PROBLEM TO SOLVE: Instruction for the entries that follow: retype exactly the lines from the line with "pub const OPERATION: &str" to the line with "pub const ERROR_MSG: &str", both included, and omit all others.

GIVEN INFORMATION Block Start

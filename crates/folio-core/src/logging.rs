//! Structured logging schema and initialization for folio.
//!
//! All crates use these constants for consistent structured logging
//! fields, so log aggregation tools can query by standardized field
//! names across every subsystem.
//!
//! ## Log Level Contract
//!
//! | Level | Usage |
//! |-------|-------|
//! | ERROR | Degraded service, requires operator attention |
//! | WARN  | Recoverable issue, automatic fallback applied |
//! | INFO  | Lifecycle events, lease/batch transitions, heal actions |
//! | DEBUG | Decision points, intermediate values, config choices |
//! | TRACE | Per-record iteration, high-volume data |

use tracing_subscriber::EnvFilter;

// ─── Identity fields ───────────────────────────────────────────────────────

/// Subsystem originating the log event.
/// Values: "pipeline", "db", "stall", "dlq", "retention"
pub const SUBSYSTEM: &str = "subsystem";

/// Component within a subsystem.
/// Examples: "runner", "breaker", "limiter", "pool", "sweeper"
pub const COMPONENT: &str = "component";

/// Logical operation name.
/// Examples: "acquire", "fetch_page", "heal", "purge"
pub const OPERATION: &str = "op";

// ─── Entity fields ─────────────────────────────────────────────────────────

/// Job name being operated on.
pub const JOB_NAME: &str = "job_name";

/// Batch UUID being processed.
pub const BATCH_ID: &str = "batch_id";

/// Pipeline kind of a batch.
pub const PIPELINE_KIND: &str = "pipeline_kind";

/// Entity reference a record resolves to.
pub const ENTITY_REF: &str = "entity_ref";

/// External source name.
pub const SOURCE: &str = "source";

// ─── Measurement fields ────────────────────────────────────────────────────

/// Wall-clock duration in milliseconds.
pub const DURATION_MS: &str = "duration_ms";

/// Records processed so far in a batch.
pub const RECORDS_PROCESSED: &str = "records_processed";

/// Heartbeat age at stall-detection time, in seconds.
pub const HEARTBEAT_AGE_SECS: &str = "heartbeat_age_secs";

/// Stall threshold in effect, in seconds.
pub const THRESHOLD_SECS: &str = "threshold_secs";

// ─── Outcome fields ────────────────────────────────────────────────────────

/// Boolean success/failure indicator.
pub const SUCCESS: &str = "success";

/// Error message when an operation fails.
pub const ERROR_MSG: &str = "error";

/// Initialize tracing with the `FOLIO_LOG`/`RUST_LOG` environment filter.
///
/// Falls back to `info` when neither variable is set. Safe to call once
/// per process; subsequent calls are ignored.
pub fn init() {
    init_with_filter(
        std::env::var("FOLIO_LOG")
            .or_else(|_| std::env::var("RUST_LOG"))
            .unwrap_or_else(|_| "info".to_string()),
    );
}

/// Initialize tracing with an explicit filter directive.
pub fn init_with_filter(directives: impl AsRef<str>) {
    let filter = EnvFilter::try_new(directives.as_ref())
        .unwrap_or_else(|_| EnvFilter::new("info"));
    let _ = tracing_subscriber::fmt()
        .with_env_filter(filter)
        .with_target(false)
        .try_init();
}

#[cfg(test)]
mod tests {
    use super::*;

    #[test]
    fn test_init_with_filter_is_idempotent() {
        init_with_filter("debug");
        // A second init must not panic.
        init_with_filter("info");
        init();
    }

    #[test]
    fn test_field_names_are_snake_case() {
        for name in [
            SUBSYSTEM,
            COMPONENT,
            OPERATION,
            JOB_NAME,
            BATCH_ID,
            PIPELINE_KIND,
            ENTITY_REF,
            SOURCE,
            DURATION_MS,
            RECORDS_PROCESSED,
            HEARTBEAT_AGE_SECS,
            THRESHOLD_SECS,
            SUCCESS,
            ERROR_MSG,
        ] {
            assert!(name
                .chars()
                .all(|c| c.is_ascii_lowercase() || c == '_'));
        }
    }
}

GIVEN INFORMATION Block End

ANSWER BOX:
pub const OPERATION: &str = "op";

// ─── Entity fields ─────────────────────────────────────────────────────────

/// Job name being operated on.
pub const JOB_NAME: &str = "job_name";

/// Batch UUID being processed.
pub const BATCH_ID: &str = "batch_id";

/// Pipeline kind of a batch.
pub const PIPELINE_KIND: &str = "pipeline_kind";

/// Entity reference a record resolves to.
pub const ENTITY_REF: &str = "entity_ref";

/// External source name.
pub const SOURCE: &str = "source";

// ─── Measurement fields ────────────────────────────────────────────────────

/// Wall-clock duration in milliseconds.
pub const DURATION_MS: &str = "duration_ms";

/// Records processed so far in a batch.
pub const RECORDS_PROCESSED: &str = "records_processed";

/// Heartbeat age at stall-detection time, in seconds.
pub const HEARTBEAT_AGE_SECS: &str = "heartbeat_age_secs";

/// Stall threshold in effect, in seconds.
pub const THRESHOLD_SECS: &str = "threshold_secs";

// ─── Outcome fields ────────────────────────────────────────────────────────

/// Boolean success/failure indicator.
pub const SUCCESS: &str = "success";

/// Error message when an operation fails.
pub const ERROR_MSG: &str = "error";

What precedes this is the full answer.